+++ DATA PROVIDED +++
//! Markdown rendering of a bill of materials.
//!
//! Produces a summary list followed by one table per part category, in the
//! order the categories are declared. Empty categories are skipped.

use crate::models::{BomItem, BomResult, PartCategory};
use std::fmt::Write as _;

/// Generates a markdown document for `bom`.
///
/// # Example
///
/// ```no_run
/// use cabinetdraft::export::bom_table::generate_bom_table;
/// use cabinetdraft::models::{DesignCategory, StructuredDesignData};
/// use cabinetdraft::rules::Rules;
/// use cabinetdraft::services::generate_bom;
///
/// let design = StructuredDesignData::new(DesignCategory::Sink);
/// let bom = generate_bom(&design, &Rules::default());
/// println!("{}", generate_bom_table(&bom));
/// ```
#[must_use]
pub fn generate_bom_table(bom: &BomResult) -> String {
    let mut output = String::new();

    let _ = writeln!(output, "# Bill of Materials\n");
    let _ = writeln!(output, "- **Category:** {}", bom.category.as_str());
    if !bom.style.is_empty() {
        let _ = writeln!(output, "- **Style:** {}", escape_cell(&bom.style));
    }
    let _ = writeln!(
        output,
        "- **Generated:** {}",
        bom.generated_at.format("%Y-%m-%d %H:%M UTC")
    );
    let _ = writeln!(output, "- **Line items:** {}", bom.summary.total_items);
    let _ = writeln!(
        output,
        "- **Estimated sheets:** {}",
        bom.summary.estimated_sheets
    );

    if bom.items.is_empty() {
        output.push_str("\n_No parts._\n");
        return output;
    }

    for category in PartCategory::ALL {
        let items: Vec<&BomItem> = bom.items_in(category).collect();
        if items.is_empty() {
            continue;
        }

        let _ = writeln!(output, "\n## {} ({})\n", heading(category), items.len());
        output.push_str("| ID | Part | Material | W | H | D | Qty | Unit | Cabinet |\n");
        output.push_str("|----|------|----------|--:|--:|--:|----:|------|---------|\n");
        for item in items {
            let _ = writeln!(
                output,
                "| {} | {} | {} | {} | {} | {} | {} | {} | {} |",
                item.id,
                escape_cell(&item.name),
                escape_cell(&item.material),
                format_mm(item.width_mm),
                format_mm(item.height_mm),
                format_mm(item.depth_mm),
                item.quantity,
                item.unit.as_str(),
                item.cabinet_ref.as_deref().unwrap_or("-"),
            );
        }
    }

    output
}

fn heading(category: PartCategory) -> &'static str {
    match category {
        PartCategory::Panel => "Panels",
        PartCategory::Board => "Boards",
        PartCategory::Hardware => "Hardware",
        PartCategory::Countertop => "Countertop",
        PartCategory::Equipment => "Equipment",
        PartCategory::Accessory => "Accessories",
        PartCategory::Finish => "Finish",
    }
}

/// Blank for zero, one decimal only when needed.
fn format_mm(value: f64) -> String {
    if value.abs() < f64::EPSILON {
        String::new()
    } else if (value - value.round()).abs() < 1e-9 {
        format!("{value:.0}")
    } else {
        format!("{value:.1}")
    }
}

fn escape_cell(text: &str) -> String {
    text.replace('|', "\\|").replace('\n', " ")
}

#[cfg(test)]
mod tests {
    use super::*;
    use crate::models::{CabinetUnit, DesignCategory, StructuredDesignData};
    use crate::rules::Rules;
    use crate::services::generate_bom;

    #[test]
    fn test_empty_bom() {
        let bom = generate_bom(
            &StructuredDesignData::new(DesignCategory::Storage),
            &Rules::default(),
        );
        let table = generate_bom_table(&bom);
        assert!(table.contains("# Bill of Materials"));
        assert!(table.contains("_No parts._"));
        assert!(!table.contains("| ID |"));
    }

    #[test]
    fn test_sections_follow_category_order() {
        let mut design = StructuredDesignData::new(DesignCategory::Storage);
        design.cabinets.lower = vec![CabinetUnit::new(0.0, 600.0, 1)];
        let bom = generate_bom(&design, &Rules::default());
        let table = generate_bom_table(&bom);

        let panels = table.find("## Panels").unwrap();
        let boards = table.find("## Boards").unwrap();
        let hardware = table.find("## Hardware").unwrap();
        assert!(panels < boards && boards < hardware);
        assert!(!table.contains("## Equipment"));
        assert!(table.contains("| BOM-001 | Door |"));
    }

    #[test]
    fn test_format_mm() {
        assert_eq!(format_mm(0.0), "");
        assert_eq!(format_mm(598.0), "598");
        assert_eq!(format_mm(2.7), "2.7");
    }

    #[test]
    fn test_escape_cell() {
        assert_eq!(escape_cell("a|b"), "a\\|b");
    }
}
+++
§ WHAT TO DO
Word for word, output the records that appear above.

§ ANSWER TO THIS EXERCISE
//! Markdown rendering of a bill of materials.
//!
//! Produces a summary list followed by one table per part category, in the
//! order the categories are declared. Empty categories are skipped.

use crate::models::{BomItem, BomResult, PartCategory};
use std::fmt::Write as _;

/// Generates a markdown document for `bom`.
///
/// # Example
///
/// ```no_run
/// use cabinetdraft::export::bom_table::generate_bom_table;
/// use cabinetdraft::models::{DesignCategory, StructuredDesignData};
/// use cabinetdraft::rules::Rules;
/// use cabinetdraft::services::generate_bom;
///
/// let design = StructuredDesignData::new(DesignCategory::Sink);
/// let bom = generate_bom(&design, &Rules::default());
/// println!("{}", generate_bom_table(&bom));
/// ```
#[must_use]
pub fn generate_bom_table(bom: &BomResult) -> String {
    let mut output = String::new();

    let _ = writeln!(output, "# Bill of Materials\n");
    let _ = writeln!(output, "- **Category:** {}", bom.category.as_str());
    if !bom.style.is_empty() {
        let _ = writeln!(output, "- **Style:** {}", escape_cell(&bom.style));
    }
    let _ = writeln!(
        output,
        "- **Generated:** {}",
        bom.generated_at.format("%Y-%m-%d %H:%M UTC")
    );
    let _ = writeln!(output, "- **Line items:** {}", bom.summary.total_items);
    let _ = writeln!(
        output,
        "- **Estimated sheets:** {}",
        bom.summary.estimated_sheets
    );

    if bom.items.is_empty() {
        output.push_str("\n_No parts._\n");
        return output;
    }

    for category in PartCategory::ALL {
        let items: Vec<&BomItem> = bom.items_in(category).collect();
        if items.is_empty() {
            continue;
        }

        let _ = writeln!(output, "\n## {} ({})\n", heading(category), items.len());
        output.push_str("| ID | Part | Material | W | H | D | Qty | Unit | Cabinet |\n");
        output.push_str("|----|------|----------|--:|--:|--:|----:|------|---------|\n");
        for item in items {
            let _ = writeln!(
                output,
                "| {} | {} | {} | {} | {} | {} | {} | {} | {} |",
                item.id,
                escape_cell(&item.name),
                escape_cell(&item.material),
                format_mm(item.width_mm),
                format_mm(item.height_mm),
                format_mm(item.depth_mm),
                item.quantity,
                item.unit.as_str(),
                item.cabinet_ref.as_deref().unwrap_or("-"),
            );
        }
    }

    output
}

fn heading(category: PartCategory) -> &'static str {
    match category {
        PartCategory::Panel => "Panels",
        PartCategory::Board => "Boards",
        PartCategory::Hardware => "Hardware",
        PartCategory::Countertop => "Countertop",
        PartCategory::Equipment => "Equipment",
        PartCategory::Accessory => "Accessories",
        PartCategory::Finish => "Finish",
    }
}

/// Blank for zero, one decimal only when needed.
fn format_mm(value: f64) -> String {
    if value.abs() < f64::EPSILON {
        String::new()
    } else if (value - value.round()).abs() < 1e-9 {
        format!("{value:.0}")
    } else {
        format!("{value:.1}")
    }
}

fn escape_cell(text: &str) -> String {
    text.replace('|', "\\|").replace('\n', " ")
}

#[cfg(test)]
mod tests {
    use super::*;
    use crate::models::{CabinetUnit, DesignCategory, StructuredDesignData};
    use crate::rules::Rules;
    use crate::services::generate_bom;

    #[test]
    fn test_empty_bom() {
        let bom = generate_bom(
            &StructuredDesignData::new(DesignCategory::Storage),
            &Rules::default(),
        );
        let table = generate_bom_table(&bom);
        assert!(table.contains("# Bill of Materials"));
        assert!(table.contains("_No parts._"));
        assert!(!table.contains("| ID |"));
    }

    #[test]
    fn test_sections_follow_category_order() {
        let mut design = StructuredDesignData::new(DesignCategory::Storage);
        design.cabinets.lower = vec![CabinetUnit::new(0.0, 600.0, 1)];
        let bom = generate_bom(&design, &Rules::default());
        let table = generate_bom_table(&bom);

        let panels = table.find("## Panels").unwrap();
        let boards = table.find("## Boards").unwrap();
        let hardware = table.find("## Hardware").unwrap();
        assert!(panels < boards && boards < hardware);
        assert!(!table.contains("## Equipment"));
        assert!(table.contains("| BOM-001 | Door |"));
    }

    #[test]
    fn test_format_mm() {
        assert_eq!(format_mm(0.0), "");
        assert_eq!(format_mm(598.0), "598");
        assert_eq!(format_mm(2.7), "2.7");
    }

    #[test]
    fn test_escape_cell() {
        assert_eq!(escape_cell("a|b"), "a\\|b");
    }
}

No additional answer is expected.